Landry Shamet can shoot the basketball, this is no surprise. As a 6’5″ lead guard for Wichita State, Shamet shot 43.7% over 3 seasons in the NCAA on an average of 5 attempts per game. The questions about Shamet were never about his shooting, but rather if he could play good enough defense and play at the pace and speed of the NBA game. Eight games into his NBA career, he is showing maturity and decision making that is paying off in increased playing time for the Philadelphia 76ers.
On Monday night against the Atlanta Hawks, Shamet played nearly 25 minutes and scored 13, all while playing sound defense in a scheme that is totally different from what he played in college.
“Oh no, it’s completely different from what we played in college,” Shamet said when asked to compare his college and NBA schemes. He specifically cited switching and the rules logic associated with it as points of differentiation from the scheme at Wichita State.

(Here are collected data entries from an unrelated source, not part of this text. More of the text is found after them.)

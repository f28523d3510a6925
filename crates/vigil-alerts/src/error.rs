//! Error types for the vigil-alerts crate.

use thiserror::Error;

/// Errors that can occur in the alerting system.
#[derive(Debug, Error)]
pub enum AlertError {
    /// Invalid alert rule configuration.
    #[error("invalid alert rule: {reason}")]
    InvalidRule {
        /// The reason the rule is invalid.
        reason: String,
    },

    /// Alert rule with the given name was not found.
    #[error("rule not found: {name}")]
    RuleNotFound {
        /// The rule name that was not found.
        name: String,
    },

    /// Alert with the given ID was not found.
    #[error("alert not found: {id}")]
    AlertNotFound {
        /// The alert ID that was not found.
        id: String,
    },

    /// Notification delivery failed.
    #[error("notification failed: {reason}")]
    NotificationFailed {
        /// The reason the notification failed.
        reason: String,
    },

    /// Failed to evaluate alert condition.
    #[error("condition evaluation failed: {reason}")]
    EvaluationError {
        /// The reason the evaluation failed.
        reason: String,
    },

    /// Serialization/deserialization error.
    #[error("serialization error: {0}")]
    SerializationError(String),

    /// A configuration value is out of range.
    #[error("invalid configuration: {reason}")]
    InvalidConfig {
        /// Why the configuration was rejected.
        reason: String,
    },
}

impl From<serde_json::Error> for AlertError {
    fn from(err: serde_json::Error) -> Self {
        Self::SerializationError(err.to_string())
    }
}

impl From<reqwest::Error> for AlertError {
    fn from(err: reqwest::Error) -> Self {
        Self::NotificationFailed {
            reason: err.to_string(),
        }
    }
}

/// Result type for alert operations.
pub type Result<T> = std::result::Result<T, AlertError>;
//! End-to-end tests for the `vigil` binary.

use std::io::Write;
use std::net::TcpListener;

use assert_cmd::Command;
use predicates::prelude::*;
use tempfile::NamedTempFile;

fn vigil() -> Command {
    let mut cmd = Command::cargo_bin("vigil").unwrap();
    cmd.env_remove("VIGIL_CONFIG").env_remove("RUST_LOG");
    cmd
}

fn config_file(json: &str) -> NamedTempFile {
    let mut file = NamedTempFile::new().unwrap();
    file.write_all(json.as_bytes()).unwrap();
    file
}

fn closed_port() -> String {
    let listener = TcpListener::bind("127.0.0.1:0").unwrap();
    let addr = listener.local_addr().unwrap();
    drop(listener);
    addr.to_string()
}

#[test]
fn help_lists_subcommands() {
    vigil()
        .arg("--help")
        .assert()
        .success()
        .stdout(predicate::str::contains("check"))
        .stdout(predicate::str::contains("watch"))
        .stdout(predicate::str::contains("rules"));
}

#[test]
fn rules_table() {
    vigil()
        .arg("rules")
        .assert()
        .success()
        .stdout(predicate::str::contains("system_unhealthy"))
        .stdout(predicate::str::contains("component_low_success_rate"))
        .stdout(predicate::str::contains("Total: 5 rule(s)"));
}

#[test]
fn rules_json() {
    let output = vigil().args(["--format", "json", "rules"]).output().unwrap();
    assert!(output.status.success());

    let value: serde_json::Value = serde_json::from_slice(&output.stdout).unwrap();
    assert_eq!(value["rules"].as_array().unwrap().len(), 5);
}

#[test]
fn check_without_config_reports_unknown() {
    vigil()
        .arg("check")
        .assert()
        .success()
        .stdout(predicate::str::starts_with("System Health: unknown"))
        .stdout(predicate::str::contains("No components configured"));
}

#[test]
fn check_json_with_unreachable_component() {
    let file = config_file(&format!(
        r#"{{ "components": [ {{ "name": "db", "type": "database",
            "probe": {{ "kind": "tcp", "address": "{}" }} }} ] }}"#,
        closed_port()
    ));

    let output = vigil()
        .args(["--format", "json", "check", "--config"])
        .arg(file.path())
        .output()
        .unwrap();
    assert!(output.status.success());

    let value: serde_json::Value = serde_json::from_slice(&output.stdout).unwrap();
    assert_eq!(value["status"], "unhealthy");
    assert_eq!(value["components"]["db"]["component_type"], "database");
    assert_eq!(value["summary"]["unhealthy_components"], 1);
}

#[test]
fn strict_check_fails_when_unhealthy() {
    let file = config_file(&format!(
        r#"{{ "components": [ {{ "name": "db",
            "probe": {{ "kind": "tcp", "address": "{}" }} }} ] }}"#,
        closed_port()
    ));

    vigil()
        .env("VIGIL_CONFIG", file.path())
        .args(["check", "--strict"])
        .assert()
        .failure()
        .stderr(predicate::str::contains("system is unhealthy"));
}

#[test]
fn strict_check_passes_when_healthy() {
    let listener = TcpListener::bind("127.0.0.1:0").unwrap();
    let file = config_file(&format!(
        r#"{{ "components": [ {{ "name": "local",
            "probe": {{ "kind": "tcp", "address": "{}" }} }} ] }}"#,
        listener.local_addr().unwrap()
    ));

    vigil()
        .env("VIGIL_CONFIG", file.path())
        .args(["check", "--strict"])
        .assert()
        .success()
        .stdout(predicate::str::starts_with("System Health: healthy"));
}

#[test]
fn missing_config_file_fails() {
    vigil()
        .args(["--config", "/nonexistent/vigil.json", "check"])
        .assert()
        .failure()
        .stderr(predicate::str::contains("configuration error"));
}

#[test]
fn invalid_config_fails() {
    let file = config_file(r#"{ "monitor": { "check_interval_secs": 0 } }"#);

    vigil()
        .arg("--config")
        .arg(file.path())
        .arg("check")
        .assert()
        .failure()
        .stderr(predicate::str::contains("check_interval_secs"));
}

#[test]
fn watch_stops_after_duration() {
    vigil()
        .args(["watch", "--duration", "1"])
        .assert()
        .success()
        .stdout(predicate::str::contains("[cycle] unknown (0 component(s))"));
}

On one particular defensive possession in the first half, Shamet seamlessly switched out on a ball handler who was trying to rub Markelle Fultz off him coming up the sideline out of the right corner. After picking up Fultz’ man, Shamet looked into a screener trying to rub him and fought through the screen to keep his man from turning the corner or taking the shot. The sequence was not a highlight you will see, but it showed quick and – more importantly – correct decision-making that kept the Sixers’ defense intact.
Switching logic, communication, and execution have been a particularly troublesome area for the Sixers so far this season, but Shamet seems to be picking the defensive rules up faster than one might expect.
“It all depends on the scouting report really. The coaches have been great at getting us prepared, and I just execute the scouting report,” said Shamet after the game.
After the home game against Atlanta on Monday night, Shamet talked about his willingness to play whatever role the team needs from him. “I played point guard in college, but here I will do whatever they need,” Shamet said. “If they need me to be a baby JJ, that’s fine.” He continued, “If I had gone to a place that needed point guards, I’d be fine playing that too; really, whatever the coaches need from me.”
Obviously, the 76ers have multiple options at point guard, both from a depth and stylistic standpoint. Ben Simmons is a 6’10” downhill power guard. Markelle Fultz is the sleepy crafty ball handler who likes to lull defenders into mistakes to get where he needs to be. TJ McConnell is the pitbull who pressures teams full court with a frenetic intensity. Landry Shamet is something more conventional, quick, decisive, and sound.
Questions and Answers
Foot speed, burst, and explosiveness were major question marks for Shamet leading up to the draft, and a big part of why he was available at 26 (and considered to be a reach by some) were questions around his ability to play at NBA speed. Those questions about being able to play up to speed seem to have, for the most part, been answered. He will not rise up and posterize elite rim protectors in traffic, but Shamet’s athleticism concerns seem to have been overblown.
This is particularly notable given some of the less visible struggles that Markelle Fultz has gone through this year. Brett Brown in the pregame press conference specifically called out Markelle’s defense as a point of emphasis coming into a matchup with Trae Young. While Markelle is making consistent strides in comfort offensively, his defensive awareness and decisions remain an area ripe for improvement.
Landry Shamet, meanwhile, continues to earn progressively more trust as well as the playing time that comes along with it. Over eight games, he is averaging 5.8 points per game on 35.5% shooting from beyond the arc. He has played more than 20 minutes in 4 of those 8 games and has scored in double figures twice.